==== Exercise data ====
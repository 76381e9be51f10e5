//! The host-facing compilation API.
//!
//! A [`Project`] owns the source registry, the preloaded definition units,
//! the universe scope, and the diagnostics of one front end. The host
//! registers sources with [`Project::add_file`], optionally admits standard
//! library definitions with [`Project::add_preload`], and compiles with
//! [`Project::parse_files`]; afterwards [`Project::modules`] is the resolved
//! module graph in reverse topological import order.
//!
//! The front end owns no file system and persists nothing: sources arrive
//! as bytes, diagnostics leave through a sink.

use indexmap::IndexMap;
use oberst_ast::ast::{NamedRef, RawUnit};
use oberst_ast::error::{Diagnostic, DiagnosticSink, Diagnostics, ErrorKind};
use oberst_ast::foundation::{FileId, Loc, ModPath, SourceMap};
use oberst_resolve::graph::{build_graph, UnitProvider};
use oberst_resolve::pipeline::{process, CancelFlag};
use oberst_resolve::universe::Universe;
use thiserror::Error;
use tracing::debug;

/// The concrete parser, supplied by the host.
///
/// Produces the unresolved AST of one compilation unit: identifier
/// references carry their lexical name with no binding, type expressions
/// stay qualified placeholders. Parse failures surface as ordinary
/// diagnostics.
pub trait UnitParser {
    /// Parse one source text into a raw unit.
    fn parse(
        &mut self,
        file: FileId,
        path: &ModPath,
        source: &str,
    ) -> Result<RawUnit, Vec<Diagnostic>>;
}

/// Errors of the registration API.
#[derive(Debug, Error)]
pub enum ProjectError {
    /// The module path is already registered
    #[error("duplicate source path '{0}'")]
    DuplicatePath(ModPath),
    /// A preload definition failed to parse
    #[error("preload '{0}' failed to parse")]
    PreloadParse(ModPath),
}

/// One front-end instance: source registry, preloads, and compile results.
pub struct Project {
    parser: Box<dyn UnitParser>,
    sources: IndexMap<ModPath, FileId>,
    source_map: SourceMap,
    preloads: IndexMap<ModPath, RawUnit>,
    universe: Universe,
    modules: Vec<NamedRef>,
    diags: Diagnostics,
    cancel: CancelFlag,
}

impl Project {
    /// Create a project around a host-supplied parser.
    pub fn new(parser: Box<dyn UnitParser>) -> Self {
        Self {
            parser,
            sources: IndexMap::new(),
            source_map: SourceMap::new(),
            preloads: IndexMap::new(),
            universe: Universe::new(),
            modules: Vec::new(),
            diags: Diagnostics::new(),
            cancel: CancelFlag::new(),
        }
    }

    /// A handle the host may use to abort a running compilation.
    ///
    /// The flag is checked between modules and between top-level
    /// statements; the module in progress at cancellation is dropped as a
    /// whole.
    pub fn cancel_flag(&self) -> CancelFlag {
        self.cancel.clone()
    }

    /// Register module source text under a logical path.
    pub fn add_file(
        &mut self,
        path: ModPath,
        source: impl Into<String>,
    ) -> Result<(), ProjectError> {
        if self.sources.contains_key(&path) || self.preloads.contains_key(&path) {
            return Err(ProjectError::DuplicatePath(path));
        }
        let file = self.source_map.add_file(path.to_string(), source.into());
        self.sources.insert(path, file);
        Ok(())
    }

    /// Admit a standard library module in definition form.
    ///
    /// The definition source is parsed immediately; the module graph
    /// builder later admits the predigested unit without touching the
    /// parser again. Preloaded modules carry declarations only.
    pub fn add_preload(
        &mut self,
        name: impl Into<ModPath>,
        source: impl Into<String>,
    ) -> Result<(), ProjectError> {
        let path = name.into();
        if self.sources.contains_key(&path) || self.preloads.contains_key(&path) {
            return Err(ProjectError::DuplicatePath(path));
        }
        let file = self.source_map.add_file(path.to_string(), source.into());
        let source_text = self
            .source_map
            .file(file)
            .map(|f| f.source.clone())
            .unwrap_or_default();
        match self.parser.parse(file, &path, &source_text) {
            Ok(mut unit) => {
                unit.is_def = true;
                self.preloads.insert(path, unit);
                Ok(())
            }
            Err(parse_diags) => {
                for diag in parse_diags {
                    self.diags.push(diag);
                }
                Err(ProjectError::PreloadParse(path))
            }
        }
    }

    /// Compile the given modules and their import closure.
    ///
    /// Returns true when the run produced no error diagnostics. The
    /// resolved modules are available through [`Project::modules`] either
    /// way; modules that failed carry their error mark.
    pub fn parse_files(&mut self, roots: &[ModPath]) -> bool {
        debug!(roots = roots.len(), "compiling");
        self.modules.clear();
        let errors_before = self.diags.error_count();

        let mut provider = RegistryProvider {
            parser: &mut self.parser,
            sources: &self.sources,
            source_map: &self.source_map,
            preloads: &mut self.preloads,
        };
        let units = build_graph(roots, &mut provider, &mut self.diags, &self.cancel);
        self.modules = process(units, &self.universe, &mut self.diags, &self.cancel);

        self.diags.error_count() == errors_before
    }

    /// The resolved modules of the last compilation, imports first.
    pub fn modules(&self) -> &[NamedRef] {
        &self.modules
    }

    /// Find a resolved module by path.
    pub fn module(&self, path: &ModPath) -> Option<&NamedRef> {
        self.modules
            .iter()
            .find(|m| m.as_module().map(|d| &d.full_path == path).unwrap_or(false))
    }

    /// All diagnostics so far, in reporting order (file, row, column,
    /// insertion).
    pub fn diagnostics(&self) -> Vec<Diagnostic> {
        self.diags.sorted()
    }

    /// Whether any error diagnostic was recorded.
    pub fn has_errors(&self) -> bool {
        self.diags.has_errors()
    }

    /// Drain all diagnostics into a host-provided sink, in reporting order.
    pub fn emit_diagnostics(&mut self, sink: &mut dyn DiagnosticSink) {
        self.diags.drain_into(sink);
    }

    /// The registered sources, for diagnostic rendering.
    pub fn source_map(&self) -> &SourceMap {
        &self.source_map
    }

    /// Drop all sources, preloads, modules and diagnostics.
    pub fn clear(&mut self) {
        self.sources.clear();
        self.source_map.clear();
        self.preloads.clear();
        self.modules.clear();
        self.diags.clear();
        self.cancel = CancelFlag::new();
    }
}

/// Feeds the module graph builder from the registry and the preloads.
struct RegistryProvider<'a> {
    parser: &'a mut Box<dyn UnitParser>,
    sources: &'a IndexMap<ModPath, FileId>,
    source_map: &'a SourceMap,
    preloads: &'a mut IndexMap<ModPath, RawUnit>,
}

impl UnitProvider for RegistryProvider<'_> {
    fn provide(&mut self, path: &ModPath) -> Result<RawUnit, Vec<Diagnostic>> {
        // Preloads were parsed at registration; admit them directly.
        if let Some(unit) = self.preloads.shift_remove(path) {
            return Ok(unit);
        }
        let Some(file) = self.sources.get(path).copied() else {
            return Err(vec![Diagnostic::error(
                ErrorKind::ModuleNotFound,
                Loc::none(),
                format!("module '{}' is not registered", path),
            )]);
        };
        let source = self
            .source_map
            .file(file)
            .map(|f| f.source.clone())
            .unwrap_or_default();
        self.parser.parse(file, path, &source)
    }
}

#[cfg(test)]
mod tests {
    use super::*;

    struct FailingParser;

    impl UnitParser for FailingParser {
        fn parse(
            &mut self,
            file: FileId,
            _path: &ModPath,
            _source: &str,
        ) -> Result<RawUnit, Vec<Diagnostic>> {
            Err(vec![Diagnostic::error(
                ErrorKind::Parse,
                Loc::new(file, 1, 1),
                "unexpected token".to_string(),
            )])
        }
    }

    #[test]
    fn test_duplicate_path_is_rejected() {
        let mut project = Project::new(Box::new(FailingParser));
        project
            .add_file(ModPath::parse("M"), "MODULE M; END M.")
            .unwrap();
        let err = project
            .add_file(ModPath::parse("M"), "MODULE M; END M.")
            .unwrap_err();
        assert!(matches!(err, ProjectError::DuplicatePath(_)));
    }

    #[test]
    fn test_preload_parse_failure_reports() {
        let mut project = Project::new(Box::new(FailingParser));
        let err = project.add_preload("In", "DEFINITION In; END In.").unwrap_err();
        assert!(matches!(err, ProjectError::PreloadParse(_)));
        assert!(project.has_errors());
        assert_eq!(project.diagnostics()[0].kind, ErrorKind::Parse);
    }

    #[test]
    fn test_parse_files_surfaces_parse_errors() {
        let mut project = Project::new(Box::new(FailingParser));
        project
            .add_file(ModPath::parse("M"), "MODULE M; END M.")
            .unwrap();
        let ok = project.parse_files(&[ModPath::parse("M")]);
        assert!(!ok);
        assert!(project.modules().is_empty());
        assert_eq!(project.diagnostics()[0].kind, ErrorKind::Parse);
    }

    #[test]
    fn test_clear_resets_everything() {
        let mut project = Project::new(Box::new(FailingParser));
        project
            .add_file(ModPath::parse("M"), "MODULE M; END M.")
            .unwrap();
        project.parse_files(&[ModPath::parse("M")]);
        project.clear();
        assert!(project.diagnostics().is_empty());
        assert!(project.modules().is_empty());
        assert_eq!(project.source_map().file_count(), 0);
        // The path is free again after clearing.
        project
            .add_file(ModPath::parse("M"), "MODULE M; END M.")
            .unwrap();
    }
}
====
▶ About this task
Every line above that contains "PreloadParse" counts once. Give the number of those lines and nothing more.

▶ Answer for this exercise
3